Closed omermorad closed 3 years ago
Seems like this may be useful, but I'm not sure if we'd want to add it into the official sample (for the same reason the testing-nestjs
repo is a separate, community-managed repository) to make sure people don't think this is the only way to do things. As the maintainer of the testing-nestjs repo I'd be happy to have this as a sample there. Similar to the @golevelup/ts-jest sample I'm using there too.
As @jmcdo29 said, I don't think we should be adding this to the official sample due to the reasons outlined above. The package itself seems to be very useful though so if you could publish & share it with the community, maybe write a short article on how this could be used, that would be amazing! Posting it on our Discord channel should help with "marketing" too 🙌
Thank you guys, @kamilmysliwiec and @jmcdo29
Actually, I am working on a short article these days, and then I will post both the article and the repo (at the Discord channel).
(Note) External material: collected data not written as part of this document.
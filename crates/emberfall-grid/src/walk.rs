//! Static walkability grid.
//!
//! The map resource is big-endian: a `u16` column count, a `u16` row count,
//! then `rows * cols` single-byte cells in row-major order. In the resource a
//! zero byte is open ground and any other byte is a wall. In memory the
//! meaning flips: a cell value of `0` is blocked and non-zero is walkable, so
//! the search code can treat the cell value as "passable" directly.

use rand::Rng;

use crate::geom::{Coord, GridPos, Rect};
use crate::GridError;

const WALKABLE: u8 = 1;
const BLOCKED: u8 = 0;

// ---------------------------------------------------------------------------
// WalkGrid
// ---------------------------------------------------------------------------

/// Immutable walkability data for one zone map.
#[derive(Debug, Clone, PartialEq, Eq)]
pub struct WalkGrid {
    cols: u16,
    rows: u16,
    cells: Vec<u8>,
}

impl WalkGrid {
    /// Decode a map resource.
    pub fn from_bytes(bytes: &[u8]) -> Result<Self, GridError> {
        if bytes.len() < 4 {
            return Err(GridError::MapHeader { len: bytes.len() });
        }
        let cols = u16::from_be_bytes([bytes[0], bytes[1]]);
        let rows = u16::from_be_bytes([bytes[2], bytes[3]]);
        let body = &bytes[4..];
        let expected = usize::from(cols) * usize::from(rows);
        if body.len() < expected {
            return Err(GridError::MapTruncated {
                cols,
                rows,
                actual: body.len(),
            });
        }
        let cells = body[..expected]
            .iter()
            .map(|&b| if b == 0 { WALKABLE } else { BLOCKED })
            .collect();
        Ok(Self { cols, rows, cells })
    }

    /// Encode back into the resource layout.
    pub fn to_bytes(&self) -> Vec<u8> {
        let mut out = Vec::with_capacity(4 + self.cells.len());
        out.extend_from_slice(&self.cols.to_be_bytes());
        out.extend_from_slice(&self.rows.to_be_bytes());
        out.extend(self.cells.iter().map(|&c| if c == BLOCKED { 1 } else { 0 }));
        out
    }

    /// Build from in-memory cells (`0` = blocked, non-zero = walkable).
    pub fn from_cells(cols: u16, rows: u16, cells: Vec<u8>) -> Result<Self, GridError> {
        let expected = usize::from(cols) * usize::from(rows);
        if cells.len() != expected {
            return Err(GridError::CellCount {
                expected,
                actual: cells.len(),
            });
        }
        Ok(Self { cols, rows, cells })
    }

    /// A grid with every cell walkable.
    pub fn open(cols: u16, rows: u16) -> Self {
        Self {
            cols,
            rows,
            cells: vec![WALKABLE; usize::from(cols) * usize::from(rows)],
        }
    }

    /// Parse an ASCII picture where `#` marks a wall. Handy for fixtures.
    pub fn from_ascii(rows: &[&str]) -> Self {
        let cols = rows.iter().map(|r| r.len()).max().unwrap_or(0);
        let mut cells = Vec::with_capacity(cols * rows.len());
        for row in rows {
            let bytes = row.as_bytes();
            for x in 0..cols {
                let wall = bytes.get(x).copied() == Some(b'#');
                cells.push(if wall { BLOCKED } else { WALKABLE });
            }
        }
        Self {
            cols: cols as u16,
            rows: rows.len() as u16,
            cells,
        }
    }

    pub fn cols(&self) -> u16 {
        self.cols
    }

    pub fn rows(&self) -> u16 {
        self.rows
    }

    #[inline]
    pub fn in_bounds(&self, pos: GridPos) -> bool {
        pos.x >= 0 && pos.y >= 0 && pos.x < Coord::from(self.cols) && pos.y < Coord::from(self.rows)
    }

    /// Row-major index of an in-bounds cell.
    #[inline]
    pub fn index_of(&self, pos: GridPos) -> usize {
        pos.y as usize * usize::from(self.cols) + pos.x as usize
    }

    #[inline]
    pub fn pos_of(&self, index: usize) -> GridPos {
        let cols = usize::from(self.cols);
        GridPos::new((index % cols) as Coord, (index / cols) as Coord)
    }

    pub fn len(&self) -> usize {
        self.cells.len()
    }

    pub fn is_empty(&self) -> bool {
        self.cells.is_empty()
    }

    /// Out-of-bounds cells are never walkable.
    #[inline]
    pub fn is_walkable(&self, pos: GridPos) -> bool {
        self.in_bounds(pos) && self.cells[self.index_of(pos)] != BLOCKED
    }

    /// Sample a walkable cell inside `rect`, trying at most `attempts` times.
    ///
    /// Each attempt draws a uniform cell from the rectangle (coordinates
    /// clamped at zero). The attempt bound is exact: the search never draws
    /// more than `attempts` candidates.
    pub fn random_walkable<R: Rng + ?Sized>(
        &self,
        rect: Rect,
        attempts: u32,
        rng: &mut R,
    ) -> Result<GridPos, GridError> {
        if !rect.is_empty() {
            for _ in 0..attempts {
                let x = rng.gen_range(rect.x..rect.right()).max(0);
                let y = rng.gen_range(rect.y..rect.bottom()).max(0);
                let candidate = GridPos::new(x, y);
                if self.is_walkable(candidate) {
                    return Ok(candidate);
                }
            }
        }
        Err(GridError::NoWalkablePoint { rect, attempts })
    }
}

// ---------------------------------------------------------------------------
// Tests
// ---------------------------------------------------------------------------
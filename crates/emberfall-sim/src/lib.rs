//! Emberfall Sim -- the actor layer of a game zone.
//!
//! Every player, monster and spell projectile is an actor: a private state
//! value driven by its own task queue ([`mailbox::Mailbox`]). Nothing outside
//! the actor touches that state; other actors and the zone submit closures
//! instead. A [`zone::Zone`] owns the actor registry, the interest index and
//! the tick loop, and a [`registry::ZoneRegistry`] is the entry point a
//! transport layer calls into.
//!
//! - [`mailbox`] / [`actor`]: task queues, the shared actor core and the
//!   object-safe [`actor::Actor`] capability trait.
//! - [`view`]: the two visibility sets and the enter/exit protocol.
//! - [`combat`] / [`buff`]: damage resolution and timed status effects.
//! - [`player`] / [`monster`] / [`ai`] / [`spell`]: the three actor kinds.
//! - [`zone`] / [`registry`]: the tick loop and the zone directory.
//! - [`boundary`] / [`records`] / [`delivery`] / [`outbound`]: collaborators
//!   at the edge (storage, resources, client sessions).
//!
//! # Quick Start
//!
//! ```no_run
//! use std::sync::Arc;
//! use emberfall_sim::prelude::*;
//!
//! # async fn demo() -> Result<(), SimError> {
//! let store = Arc::new(MemoryStore::from_json(r#"{"zones": [{"id": 1, "name": "vale", "mapFile": "vale"}]}"#)?);
//! let resources = Arc::new(DirResources::new("data"));
//! let deps = ZoneDeps::new(store, resources, SimConfig::default());
//! let registry = ZoneRegistry::start(deps, &[1]).await?;
//! println!("{:?}", registry.zone_info().await);
//! registry.shutdown().await;
//! # Ok(())
//! # }
//! ```

#![deny(unsafe_code)]

pub mod actor;
pub mod ai;
pub mod boundary;
pub mod buff;
pub mod combat;
pub mod config;
pub mod delivery;
pub mod mailbox;
pub mod monster;
pub mod movement;
pub mod outbound;
pub mod player;
pub mod records;
pub mod registry;
pub mod spell;
pub mod view;
pub mod zone;

use emberfall_grid::geom::GridPos;

// ---------------------------------------------------------------------------
// Error types
// ---------------------------------------------------------------------------

/// Failures reported by a [`boundary::Persistence`] implementation.
#[derive(Debug, Clone, PartialEq, Eq, thiserror::Error)]
pub enum PersistenceError {
    /// The requested row does not exist.
    #[error("{table} {id} not found")]
    NotFound { table: &'static str, id: i64 },

    /// The request itself is malformed (e.g. a non-positive id).
    #[error("invalid parameter: {details}")]
    InvalidParameter { details: String },

    /// The request is well formed but conflicts with stored state.
    #[error("illegal parameter: {details}")]
    IllegalParameter { details: String },

    /// The store refuses writes.
    #[error("permission denied: {details}")]
    PermissionDenied { details: String },

    /// The backing store failed.
    #[error("database operation failed: {details}")]
    DbOperation { details: String },
}

/// Failures reported by a client [`boundary::Session`].
#[derive(Debug, Clone, PartialEq, Eq, thiserror::Error)]
pub enum TransportError {
    /// The outbound buffer is saturated; the message may be retried.
    #[error("session {session} is congested")]
    Congested { session: i64 },

    /// The session is gone. Nothing sent to it will arrive.
    #[error("session {session} is closed")]
    Closed { session: i64 },

    /// A remote call failed.
    #[error("rpc {method} failed: {details}")]
    Rpc { method: String, details: String },
}

/// Errors produced by the simulation layer.
#[derive(Debug, thiserror::Error)]
pub enum SimError {
    /// No walkable route between two cells.
    #[error("no path from {from} to {to}")]
    NoPath { from: GridPos, to: GridPos },

    /// No free cell at attack range around a target.
    #[error("no stand position within range {range} of {target}")]
    NoStandPosition { target: GridPos, range: i32 },

    /// The target of an action is gone, dead, offline or not attackable.
    #[error("target is not valid for this action")]
    TargetInvalid,

    /// The zone does not exist in this process or has stopped.
    #[error("zone {zone} is unavailable")]
    ZoneUnavailable { zone: i64 },

    /// The actor has been destroyed and no longer accepts work.
    #[error("actor {actor} has been destroyed")]
    ActorDestroyed { actor: String },

    /// The caster cannot pay for the spell.
    #[error("spell {spell} needs {needed} mana, caster has {available}")]
    InsufficientMana {
        spell: i64,
        needed: i32,
        available: i32,
    },

    /// The spell was used too recently.
    #[error("spell {spell} is on cooldown for another {remaining_ms} ms")]
    SpellOnCooldown { spell: i64, remaining_ms: u64 },

    /// The caster does not know the spell.
    #[error("spell {spell} is not known")]
    UnknownSpell { spell: i64 },

    /// The player is not registered with any zone in this process.
    #[error("player {player} is not online")]
    PlayerNotFound { player: i64 },

    #[error(transparent)]
    Persistence(#[from] PersistenceError),

    #[error(transparent)]
    Grid(#[from] emberfall_grid::GridError),

    #[error(transparent)]
    Transport(#[from] TransportError),

    /// A zone resource (map or patrol file) could not be read.
    #[error("resource {name}: {details}")]
    Resource { name: String, details: String },

    /// Configuration failed validation.
    #[error("invalid configuration: {details}")]
    Config { details: String },
}

impl From<emberfall_grid::PathError> for SimError {
    fn from(err: emberfall_grid::PathError) -> Self {
        match err {
            emberfall_grid::PathError::NoPath { from, to } => SimError::NoPath { from, to },
            emberfall_grid::PathError::OutOfBounds { pos, .. } => SimError::NoPath { from: pos, to: pos },
        }
    }
}

// ---------------------------------------------------------------------------
// Prelude
// ---------------------------------------------------------------------------

/// Convenience re-exports for common usage.
pub mod prelude {
    pub use crate::actor::{Actor, ActorCore, ActorHandle, ActorKind, ActorRef, ActorToken, WeakActor};
    pub use crate::boundary::{DirResources, MemoryResources, MemoryStore, Persistence, ResourceLoader, Session};
    pub use crate::buff::{Buff, BuffDef, BuffSet};
    pub use crate::combat::{resolve_damage, ActionState, Vitals};
    pub use crate::config::SimConfig;
    pub use crate::mailbox::{Inbox, Mailbox};
    pub use crate::monster::MonsterHandle;
    pub use crate::outbound::{EntitySummary, Outbound};
    pub use crate::player::PlayerHandle;
    pub use crate::records::{
        AiConfig, DoorRecord, MonsterSpawnConfig, MonsterTemplate, PlayerRecord, SpellDef, SpellTarget, ZoneRecord,
    };
    pub use crate::registry::ZoneRegistry;
    pub use crate::zone::{Zone, ZoneDeps, ZoneHandle, ZoneStats};
    pub use crate::{PersistenceError, SimError, TransportError};
    pub use emberfall_grid::prelude::*;
}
@jmcdo29 - I'm also working on the e2e
example; It will take me some time because of my work but expect it soon :)
Cheers
Feature Suggestion
Hi,
I opened this issue after a lot of time that my team and I encountered a problem (or rather process) that is systematically recurring.
Most of our microservices are developed in Nest, it gives us a complete solution and works great for us in a production environment. When it comes to tests, or to be precise, e2e testing, we tend to test the full flow, from the request to the controller to the database, which we mainly use an in-memory database.
To create reliable tests, we prepare a lot of fixtures/mocks in advance to sow them in the database before running the test and then check manipulations on this information in the database.
We recently thought of an effective solution that shortens the work of preparing the fixtures and decided to release a package called Mockingbird that allows the use of
@Mock
decorator on top of the DTO or the schema mongoose class which is used to design the database schema (using the@Prop
decorator)We thought it would be nice to share this with the Nest community by adding an example in the documentation or in the testing package itself, (if you find it efficient).
Here is an example use of the library with NestJS based on the example that exists in the sample of Mongoose:
Hope this makes sense :)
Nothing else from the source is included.